The insight behind the campaign is straightforward: most Thais want to be content creators. But when it actually comes time to make something, they always get stuck at the same step — editing. Because editing feels like it belongs to someone else: someone with skills, someone with a complex program, a real editor. The real barrier isn’t ability. It’s the feeling of “can’t” before even starting.
“The moment we saw the brief, the key message was already there. Canva had ‘Can’ built right into its name, while ‘-va’ sounded just like one of the most common sentence-ending words in Thai. It’s highly informal, often used among friends, and instantly turns a statement into something that feels less like a brand message and more like a friendly encouragement: ‘You can do this, man,’” said a Wolf BKK representative.
The campaign, “Anyone Can with Canva,” set out to change that. It brought in Ter Nawapol Thamrongrattanarit — a director known for his distinctively rhythmic filmmaking style, whose latest work is “Human Resource” — to both direct and star as himself in a commercial editing room at hour 20, where the entire team has fought client feedback to the point of passing out at their desks.
Then, the people who step in to help aren’t editors. They’re the most unexpected faces: the rider delivering congee, the cleaning lady bringing coffee, and the security guard just starting his morning shift. Each one pulls out a device and starts cutting the footage with Canva Video as if it’s the most normal thing in the world. Each also brings a unique editing style, proving how easy Canva is to use without a single word of selling.
“Thai people don’t need to be taught how to be creative. They already are — you see it everywhere, in the way they communicate, the content they love, the humor they share. Canva exists because we believe the tool should never be what gets in the way of that,” said Manita Rattanarungruengchai, Country Marketing Lead, Canva Thailand.

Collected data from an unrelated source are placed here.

//! Drawing stamps onto existing pages
//!
//! Each stamp is appended as its own content stream. The first time a page is
//! touched its original content is wrapped in `q`/`Q` so any graphics state it
//! leaves behind cannot leak into the stamp.

use crate::constants::DEFAULT_PAGE_DIMENSIONS;
use crate::layout::{PageBox, Rect, StampPlacement, normalize_rotation, placement_transform};
use crate::types::*;
use image::RgbaImage;
use lopdf::{Dictionary, Document, Object, ObjectId, Stream};
use std::collections::{BTreeMap, HashSet};

use super::xobject::create_image_xobject;

/// Upper bound on page tree depth when looking up inherited attributes
const MAX_INHERITANCE_DEPTH: usize = 32;

/// Resource name prefix for stamp images
const IMAGE_NAME_PREFIX: &str = "PdfStamp";

// =============================================================================
// Page Stamper
// =============================================================================

/// Tracks per-document drawing state across many stamps
#[derive(Debug)]
pub struct PageStamper {
    pages: BTreeMap<u32, ObjectId>,
    wrapped: HashSet<ObjectId>,
    next_image: usize,
}

impl PageStamper {
    pub fn new(doc: &Document) -> Self {
        Self {
            pages: doc.get_pages(),
            wrapped: HashSet::new(),
            next_image: 0,
        }
    }

    pub fn page_count(&self) -> u32 {
        self.pages.len() as u32
    }

    /// Object id of a 1-based page
    pub fn page_id(&self, page: u32) -> Result<ObjectId> {
        self.pages
            .get(&page)
            .copied()
            .ok_or_else(|| StampError::Config(format!("Page {} does not exist", page)))
    }

    /// MediaBox and `/Rotate` of a page, following page tree inheritance
    pub fn page_box(&self, doc: &Document, page: u32) -> Result<PageBox> {
        let page_id = self.page_id(page)?;

        let media_box = inherited(doc, page_id, b"MediaBox")
            .and_then(|obj| parse_rect(doc, obj))
            .unwrap_or_else(default_media_box);

        let rotation = inherited(doc, page_id, b"Rotate")
            .and_then(|obj| resolve(doc, obj).as_i64().ok())
            .map(normalize_rotation)
            .unwrap_or(0);

        Ok(PageBox {
            media_box,
            rotation,
        })
    }

    /// Draw `image` on its placement page
    pub fn draw_image(
        &mut self,
        doc: &mut Document,
        image: &RgbaImage,
        placement: &StampPlacement,
    ) -> Result<()> {
        let xobject_id = create_image_xobject(doc, image)?;
        self.draw_xobject(doc, xobject_id, placement)
    }

    /// Draw an already embedded image XObject, so one stamp can be shared
    /// by many pages
    pub fn draw_xobject(
        &mut self,
        doc: &mut Document,
        xobject_id: ObjectId,
        placement: &StampPlacement,
    ) -> Result<()> {
        let page_id = self.page_id(placement.page)?;
        let page_box = self.page_box(doc, placement.page)?;

        let name = self.next_image_name();
        register_xobject(doc, page_id, &name, xobject_id)?;

        self.wrap_existing_content(doc, page_id)?;

        let transform = placement_transform(placement, &page_box);
        let ops = format!("q {} /{} Do Q\n", transform.to_cm(), name);
        append_content(doc, page_id, ops.into_bytes())?;

        log::trace!("Drew stamp on page {} as /{}", placement.page, name);
        Ok(())
    }

    fn next_image_name(&mut self) -> String {
        self.next_image += 1;
        format!("{}{}", IMAGE_NAME_PREFIX, self.next_image)
    }

    fn wrap_existing_content(&mut self, doc: &mut Document, page_id: ObjectId) -> Result<()> {
        if !self.wrapped.insert(page_id) {
            return Ok(());
        }

        let existing = content_streams(doc, page_id)?;
        if existing.is_empty() {
            return Ok(());
        }

        let open_id = doc.add_object(Stream::new(Dictionary::new(), b"q\n".to_vec()));
        let close_id = doc.add_object(Stream::new(Dictionary::new(), b"\nQ\n".to_vec()));

        let mut contents = Vec::with_capacity(existing.len() + 2);
        contents.push(Object::Reference(open_id));
        contents.extend(existing);
        contents.push(Object::Reference(close_id));

        doc.get_dictionary_mut(page_id)?
            .set("Contents", Object::Array(contents));
        Ok(())
    }
}

// =============================================================================
// Page Dictionary Helpers
// =============================================================================

/// Follow a single indirect reference
fn resolve<'a>(doc: &'a Document, obj: &'a Object) -> &'a Object {
    match obj {
        Object::Reference(id) => doc.get_object(*id).unwrap_or(obj),
        _ => obj,
    }
}

/// Look up `key` on the page or the nearest ancestor that defines it
fn inherited<'a>(doc: &'a Document, page_id: ObjectId, key: &[u8]) -> Option<&'a Object> {
    let mut current = doc.get_dictionary(page_id).ok()?;
    for _ in 0..MAX_INHERITANCE_DEPTH {
        if let Ok(value) = current.get(key) {
            return Some(value);
        }
        let parent = current.get(b"Parent").and_then(Object::as_reference).ok()?;
        current = doc.get_dictionary(parent).ok()?;
    }
    None
}

fn parse_rect(doc: &Document, obj: &Object) -> Option<Rect> {
    let values: Vec<f32> = resolve(doc, obj)
        .as_array()
        .ok()?
        .iter()
        .map(|v| resolve(doc, v).as_float().ok())
        .collect::<Option<_>>()?;

    let [x0, y0, x1, y1] = values.as_slice() else {
        return None;
    };
    Some(Rect::new(
        x0.min(*x1),
        y0.min(*y1),
        (x1 - x0).abs(),
        (y1 - y0).abs(),
    ))
}

/// US Letter, used when a page has no MediaBox anywhere in its tree
fn default_media_box() -> Rect {
    Rect::new(0.0, 0.0, DEFAULT_PAGE_DIMENSIONS.0, DEFAULT_PAGE_DIMENSIONS.1)
}

/// The page's content streams as a flat list of references
fn content_streams(doc: &Document, page_id: ObjectId) -> Result<Vec<Object>> {
    let page = doc.get_dictionary(page_id)?;
    let streams = match page.get(b"Contents") {
        Ok(Object::Array(items)) => items.clone(),
        Ok(Object::Reference(id)) => match doc.get_object(*id)? {
            Object::Array(items) => items.clone(),
            _ => vec![Object::Reference(*id)],
        },
        _ => Vec::new(),
    };
    Ok(streams)
}

fn append_content(doc: &mut Document, page_id: ObjectId, ops: Vec<u8>) -> Result<()> {
    let mut contents = content_streams(doc, page_id)?;
    let stream_id = doc.add_object(Stream::new(Dictionary::new(), ops));
    contents.push(Object::Reference(stream_id));
    doc.get_dictionary_mut(page_id)?
        .set("Contents", Object::Array(contents));
    Ok(())
}

/// Add `name -> xobject_id` to the page's XObject resources.
///
/// Inherited or shared resource dictionaries are copied onto the page first so
/// other pages don't see the stamp.
fn register_xobject(
    doc: &mut Document,
    page_id: ObjectId,
    name: &str,
    xobject_id: ObjectId,
) -> Result<()> {
    let mut resources = inherited(doc, page_id, b"Resources")
        .and_then(|obj| resolve(doc, obj).as_dict().ok())
        .cloned()
        .unwrap_or_default();

    let mut xobjects = resources
        .get(b"XObject")
        .ok()
        .and_then(|obj| resolve(doc, obj).as_dict().ok())
        .cloned()
        .unwrap_or_default();

    xobjects.set(name.as_bytes(), Object::Reference(xobject_id));
    resources.set("XObject", Object::Dictionary(xobjects));

    doc.get_dictionary_mut(page_id)?
        .set("Resources", Object::Dictionary(resources));
    Ok(())
}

The film didn’t stop at the end scene. Instead, it opened the edit room to everyone through a follow-up activation. Canva released the original footage and invited people to help Ter finish the edit themselves. What came back was a collection of videos no creative team could have planned: music videos, comedy edits, product ads, motivational content, and horror films. One piece of footage became hundreds of different ideas, each one proving the same point: anyone, literally, can with Canva.